◆ **Exercise aim**: The word "Result" marks the lines to keep; find each one in the data and copy it.
[Records shown Boundary: Start]
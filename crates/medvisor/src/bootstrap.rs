use std::fs::OpenOptions;
use std::path::{Path, PathBuf};
use std::sync::Mutex;

use medvisor_core::settings::Settings;
use tracing_subscriber::{fmt, prelude::*, EnvFilter};

/// Name of the per-user application directory under `$HOME`.
pub const APP_DIR_NAME: &str = ".medvisor";

// ── Directory bootstrap ────────────────────────────────────────────────────────

/// Ensure the `~/.medvisor/` directory hierarchy exists and return its path.
///
/// Creates the following directories if absent (including any missing parents):
/// - `~/.medvisor/`
/// - `~/.medvisor/logs/`
pub fn ensure_directories() -> anyhow::Result<PathBuf> {
    let home = dirs::home_dir().unwrap_or_else(|| PathBuf::from("."));
    let app_dir = home.join(APP_DIR_NAME);
    std::fs::create_dir_all(app_dir.join("logs"))?;
    Ok(app_dir)
}

// ── Logging bootstrap ──────────────────────────────────────────────────────────

/// Where log output goes.
#[derive(Debug, Clone, PartialEq, Eq)]
pub enum LogTarget {
    Stderr,
    File(PathBuf),
}

/// Pick the log destination for `settings`.
///
/// An explicit `--log-file` always wins.  Otherwise `--json` runs log to
/// stderr (stdout carries the snapshot) and the TUI logs to
/// `<app_dir>/logs/medvisor.log` so output never lands on the alternate
/// screen.
pub fn log_target(settings: &Settings, app_dir: &Path) -> LogTarget {
    match (&settings.log_file, settings.json) {
        (Some(path), _) => LogTarget::File(path.clone()),
        (None, true) => LogTarget::Stderr,
        (None, false) => LogTarget::File(app_dir.join("logs").join("medvisor.log")),
    }
}

/// Map a `--log-level` name to an [`EnvFilter`] directive.
///
/// Unrecognised names are passed through so raw directives such as
/// `"medvisor_data=trace"` still work.
pub fn level_directive(log_level: &str) -> String {
    match log_level.to_uppercase().as_str() {
        "DEBUG" => "debug".to_string(),
        "INFO" => "info".to_string(),
        "WARNING" | "WARN" => "warn".to_string(),
        "ERROR" | "CRITICAL" => "error".to_string(),
        _ => log_level.to_string(),
    }
}

/// Initialise the global `tracing` subscriber.
///
/// Falls back to `"info"` if the level string is not a valid directive.
pub fn setup_logging(log_level: &str, target: &LogTarget) -> anyhow::Result<()> {
    let filter =
        EnvFilter::try_new(level_directive(log_level)).unwrap_or_else(|_| EnvFilter::new("info"));

    match target {
        LogTarget::Stderr => {
            let layer = fmt::layer()
                .with_target(false)
                .with_thread_ids(false)
                .with_writer(std::io::stderr);
            tracing_subscriber::registry()
                .with(filter)
                .with(layer)
                .try_init()?;
        }
        LogTarget::File(path) => {
            if let Some(parent) = path.parent() {
                std::fs::create_dir_all(parent)?;
            }
            let file = OpenOptions::new().create(true).append(true).open(path)?;
            let layer = fmt::layer()
                .with_target(false)
                .with_thread_ids(false)
                .with_ansi(false)
                .with_writer(Mutex::new(file));
            tracing_subscriber::registry()
                .with(filter)
                .with(layer)
                .try_init()?;
        }
    }

    Ok(())
}

// ── Tests ──────────────────────────────────────────────────────────────────────
mod bootstrap;

use anyhow::Result;
use chrono::Utc;
use medvisor_core::settings::Settings;
use medvisor_data::analysis::{DashboardSnapshot, DashboardState};
use medvisor_ui::app::App;

fn main() -> Result<()> {
    let settings = Settings::load();

    let app_dir = bootstrap::ensure_directories()?;
    let target = bootstrap::log_target(&settings, &app_dir);
    bootstrap::setup_logging(&settings.log_level, &target)?;

    tracing::info!("MedVisor v{} starting", env!("CARGO_PKG_VERSION"));
    tracing::info!(
        "Theme: {}, Page size: {}, File: {}",
        settings.theme,
        settings.page_size,
        settings
            .file
            .as_deref()
            .map(|p| p.display().to_string())
            .unwrap_or_else(|| "<sample data>".to_string())
    );

    if settings.json {
        let mut state = DashboardState::new();
        if let Some(path) = settings.file.as_deref() {
            state.upload_file(path)?;
        }
        let snapshot = DashboardSnapshot::build(&state, Utc::now());
        println!("{}", snapshot.to_json()?);
        return Ok(());
    }

    let export_dir = std::env::current_dir()?;
    let mut app = App::new(&settings.theme, settings.page_size(), export_dir);
    if let Some(path) = settings.file.as_deref() {
        // A bad startup file is reported in the footer like any other upload.
        app.upload(path);
    }

    app.run()?;
    tracing::info!("MedVisor exiting");
    Ok(())
}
[Records shown Boundary: End]
◆ **Solution to the exercise**:
pub fn ensure_directories() -> anyhow::Result<PathBuf> {
pub fn setup_logging(log_level: &str, target: &LogTarget) -> anyhow::Result<()> {
use anyhow::Result;
fn main() -> Result<()> {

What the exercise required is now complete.